É sempre o caso que alguns processos - seja no futebol, nos negócios ou na política - vêm à tona até implodir e acabar com eles mesmos. E acho que temos que ter muito cuidado com o futebol para que não fique muito monótono, que não se distancie muito das pessoas, dos torcedores. Claro, um jogo entre Bayern de Munique e Real Madrid é um destaque absoluto. Mas como feriado esportivo, como Natal para os fãs. Se o Bayern joga com o Real Madrid a cada poucas semanas, fica chato. Você está cheio, você já teve o suficiente. O mesmo se aplica à Copa do Mundo, que agora está prevista para ser realizada a cada dois anos porque, é claro, isso traz ainda mais dinheiro.

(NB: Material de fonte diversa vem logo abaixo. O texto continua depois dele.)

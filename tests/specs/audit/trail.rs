//! Audit trail specs
//!
//! Verify every committed change is audited, that audit failures never
//! undo a transition, and that the trail survives a restart.

use crate::prelude::*;
use seal_core::AuditEntry;
use seal_engine::AuditSink;
use std::io;

struct UnavailableAudit;

impl AuditSink for UnavailableAudit {
    fn append(&self, _entry: AuditEntry) -> io::Result<AuditEntry> {
        Err(io::Error::other("disk full"))
    }
}

#[test]
fn transitions_commit_even_when_audit_is_down() {
    let engine: SpecEngine = Engine::new(
        EngineDeps {
            webhook: FakeWebhookAdapter::new(),
            store: seal_storage::Store::in_memory(),
            audit: Arc::new(UnavailableAudit),
        },
        EngineConfig::default(),
        FakeClock::new(),
        SequentialIdGen::new("spec"),
    );
    let id = engine
        .create_envelope(&sender(), account(), "Unaudited", EnvelopeSettings::default())
        .unwrap()
        .id;

    engine.delete_envelope(&sender(), &id).unwrap();

    assert!(engine.envelope(&id).is_none());
}

#[test]
fn signing_flow_leaves_a_complete_trail() {
    let w = world();
    let (id, _, ids) = w.draft(
        EnvelopeSettings::default(),
        &[(RecipientKind::Signer, "alice", 1)],
    );
    w.engine.send_envelope(&sender(), &id).unwrap();
    w.engine.recipient_complete(&sender(), &id, &ids[0], None).unwrap();

    let actions = w.audit.actions();
    for expected in [
        "envelope.create",
        "lock.acquired",
        "recipient.add",
        "envelope.send",
        "recipient.sent",
        "recipient.signed",
    ] {
        assert!(
            actions.iter().any(|a| a == expected),
            "missing {} in {:?}",
            expected,
            actions
        );
    }
    let sequences: Vec<u64> = w.audit.entries().iter().map(|e| e.sequence).collect();
    assert!(sequences.windows(2).all(|s| s[0] < s[1]));
}

#[test]
fn engine_state_and_trail_survive_restart() {
    let dir = tempfile::tempdir().unwrap();
    let config = EngineConfig {
        wal_path: Some(dir.path().join("engine.wal")),
        audit_path: Some(dir.path().join("audit.jsonl")),
        ..EngineConfig::default()
    };
    let open = |prefix: &str| -> SpecEngine {
        Engine::open(
            config.clone(),
            FakeWebhookAdapter::new(),
            FakeClock::new(),
            SequentialIdGen::new(prefix),
        )
        .unwrap()
    };

    let id = {
        let engine = open("boot-1");
        engine
            .create_envelope(&sender(), account(), "Durable", EnvelopeSettings::default())
            .unwrap()
            .id
    };
    let engine = open("boot-2");
    engine.delete_envelope(&sender(), &id).unwrap();

    let entries = seal_storage::AuditLog::open(dir.path().join("audit.jsonl"))
        .unwrap()
        .read_all()
        .unwrap();
    let actions: Vec<&str> = entries.iter().map(|e| e.action.as_str()).collect();
    similar_asserts::assert_eq!(actions, vec!["envelope.create", "envelope.delete"]);
}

O que você acha que precisa acontecer?

Acho que precisamos de caras novamente, modelos e clubes que realmente se importem com seus fãs. Clubes que ainda têm o DNA do futebol, como nós o amamos, e onde ainda se sente o cheiro da salsicha no estádio. E existem tais clubes, seja o FC St. Pauli ou o Union Berlin na Alemanha, seja o FC Aarau ou Winterthur aqui na Suíça. Uma vez tive a ideia de fundar uma liga que competiria com a Liga dos Campeões. Uma liga onde tais clubes – muitas vezes pequenos – estão representados. Em seguida, o Queens Park Rangers jogaria contra o St. Pauli, o Union Berlin contra o Winterthur. E todos - ao contrário da Liga dos Campeões - poderiam pagar a assinatura dos jogos. Eu acho que uma liga como essa pode ter mais espectadores rapidamente do que qualquer Superliga com os melhores times da Europa jogando entre si pela enésima vez.

A partir da próxima temporada, a Liga da Conferência também será adicionada. Então ainda mais em vez de voltar às velhas virtudes?

Como eu disse: eu aviso que exageramos. Por mais bonito que seja o esporte, não dá para assistir futebol o tempo todo. Sexta-feira final, depois sábado das 15h30 às 20h00. Em seguida, três jogos de domingo, outro jogo na segunda-feira. Liga dos Campeões na terça e quarta, Liga Europa na quinta, além da Copa e agora a Liga da Conferência. Isso não pode ir bem a longo prazo.